There was an undue hardship form you could fill out, which the current attorney didn’t think we qualified for and abandoned any attempt to pursue this avenue. I asked for copies of the required paperwork, made more copies for backup, and filled out the paperwork myself, laying out the hardship my family was working through and how this money could make a difference for us.

Technically, we did not qualify. I could read that in black and white. I’ve been so desperate for help I asked anyway. What can they tell you? Yes or no, right? If no, that’s life and you continue to move forward. If yes, godsend, or Ruthsend as the case may be, and you still move forward.
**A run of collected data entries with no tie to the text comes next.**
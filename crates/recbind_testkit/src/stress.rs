//! Concurrency stress runs.
//!
//! These exercise the two shared-state paths: concurrent appenders on
//! one big list (resolved by collision retry) and concurrent savers on
//! one session cache.

use crate::fixtures::Customer;
use recbind_codec::{CodecRegistry, TypeDescriptor};
use recbind_core::{LargeList, MapperConfig, RetryConfig, Session};
use recbind_storage::{RecordKey, StorageClient};
use std::sync::atomic::{AtomicUsize, Ordering};
use std::sync::Arc;
use std::thread;
use std::time::{Duration, Instant};

/// Result of a stress run.
#[derive(Debug, Clone)]
pub struct StressTestResult {
    /// Total operations performed.
    pub total_ops: usize,
    /// Successful operations.
    pub successful_ops: usize,
    /// Failed operations.
    pub failed_ops: usize,
    /// Total duration.
    pub duration: Duration,
    /// Operations per second.
    pub ops_per_second: f64,
}

impl StressTestResult {
    /// Creates a new result.
    pub fn new(successful: usize, failed: usize, duration: Duration) -> Self {
        let total = successful + failed;
        let ops_per_second = if duration.as_secs_f64() > 0.0 {
            total as f64 / duration.as_secs_f64()
        } else {
            0.0
        };

        Self {
            total_ops: total,
            successful_ops: successful,
            failed_ops: failed,
            duration,
            ops_per_second,
        }
    }

    /// Prints a summary of the run.
    pub fn print_summary(&self, name: &str) {
        println!("\n=== {} ===", name);
        println!("Total operations: {}", self.total_ops);
        println!("Successful: {}", self.successful_ops);
        println!("Failed: {}", self.failed_ops);
        println!("Duration: {:?}", self.duration);
        println!("Throughput: {:.2} ops/sec", self.ops_per_second);
    }
}

/// Configuration for stress runs.
#[derive(Debug, Clone)]
pub struct StressConfig {
    /// Operations per thread.
    pub operations: usize,
    /// Number of concurrent threads.
    pub threads: usize,
    /// Collision retry budget for appenders.
    pub retry_attempts: u32,
}

impl Default for StressConfig {
    fn default() -> Self {
        Self {
            operations: 200,
            threads: 4,
            retry_attempts: 64,
        }
    }
}

/// Appends from several threads to one big list, each thread through
/// its own handle. Returns the run result; every entry of a successful
/// append is in the list afterwards.
pub fn stress_concurrent_appends(
    client: Arc<dyn StorageClient>,
    key: &RecordKey,
    attribute: &str,
    config: &StressConfig,
) -> StressTestResult {
    let successful = Arc::new(AtomicUsize::new(0));
    let failed = Arc::new(AtomicUsize::new(0));
    let registry = Arc::new(CodecRegistry::new());
    let mapper_config = MapperConfig::new().retry(RetryConfig::new(config.retry_attempts));

    let start = Instant::now();
    let handles: Vec<_> = (0..config.threads)
        .map(|t| {
            let list: LargeList<i64> = LargeList::attach(
                Arc::clone(&client),
                Arc::clone(&registry),
                key.clone(),
                attribute,
                TypeDescriptor::I64,
                &mapper_config,
            );
            let successful = Arc::clone(&successful);
            let failed = Arc::clone(&failed);
            let operations = config.operations;

            thread::spawn(move || {
                for i in 0..operations {
                    let value = (t * operations + i) as i64;
                    match list.add(value) {
                        Ok(()) => successful.fetch_add(1, Ordering::Relaxed),
                        Err(_) => failed.fetch_add(1, Ordering::Relaxed),
                    };
                }
            })
        })
        .collect();

    for handle in handles {
        let _ = handle.join();
    }

    StressTestResult::new(
        successful.load(Ordering::Relaxed),
        failed.load(Ordering::Relaxed),
        start.elapsed(),
    )
}

/// Saves distinct customers from several threads through one shared
/// session.
pub fn stress_concurrent_saves(session: Arc<Session>, config: &StressConfig) -> StressTestResult {
    let successful = Arc::new(AtomicUsize::new(0));
    let failed = Arc::new(AtomicUsize::new(0));

    let start = Instant::now();
    let handles: Vec<_> = (0..config.threads)
        .map(|t| {
            let session = Arc::clone(&session);
            let successful = Arc::clone(&successful);
            let failed = Arc::clone(&failed);
            let operations = config.operations;

            thread::spawn(move || {
                let mut customer = Customer::sample(&format!("stress-{t}"));
                for i in 0..operations {
                    customer.age = (i % 100) as i16;
                    match session.save(&customer) {
                        Ok(_) => successful.fetch_add(1, Ordering::Relaxed),
                        Err(_) => failed.fetch_add(1, Ordering::Relaxed),
                    };
                }
            })
        })
        .collect();

    for handle in handles {
        let _ = handle.join();
    }

    StressTestResult::new(
        successful.load(Ordering::Relaxed),
        failed.load(Ordering::Relaxed),
        start.elapsed(),
    )
}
The hubster received a call from one kind and caring woman at the Oregon Department of Human Services who’d read our paperwork and processed the package of required proof-type paperwork I’d sent. She had talked over our case with her kind and caring supervisor and they had talked it over with her supervisor. She said right up front we technically did not qualify for the undue hardship waiver. The hubster answered her questions. She wanted to talk to me because I’d filled out the forms. We talked for nearly an hour, her listening to the efforts I’d made and how they’d worked or not, why we hadn’t paid the student loan from the hubster’s inheritance from his father (what was left after purchasing one used efficient little truck – we only have the one and had worn out our last rig – and much needed house maintenance, the left over amount was too small to make a difference on the federal student loan).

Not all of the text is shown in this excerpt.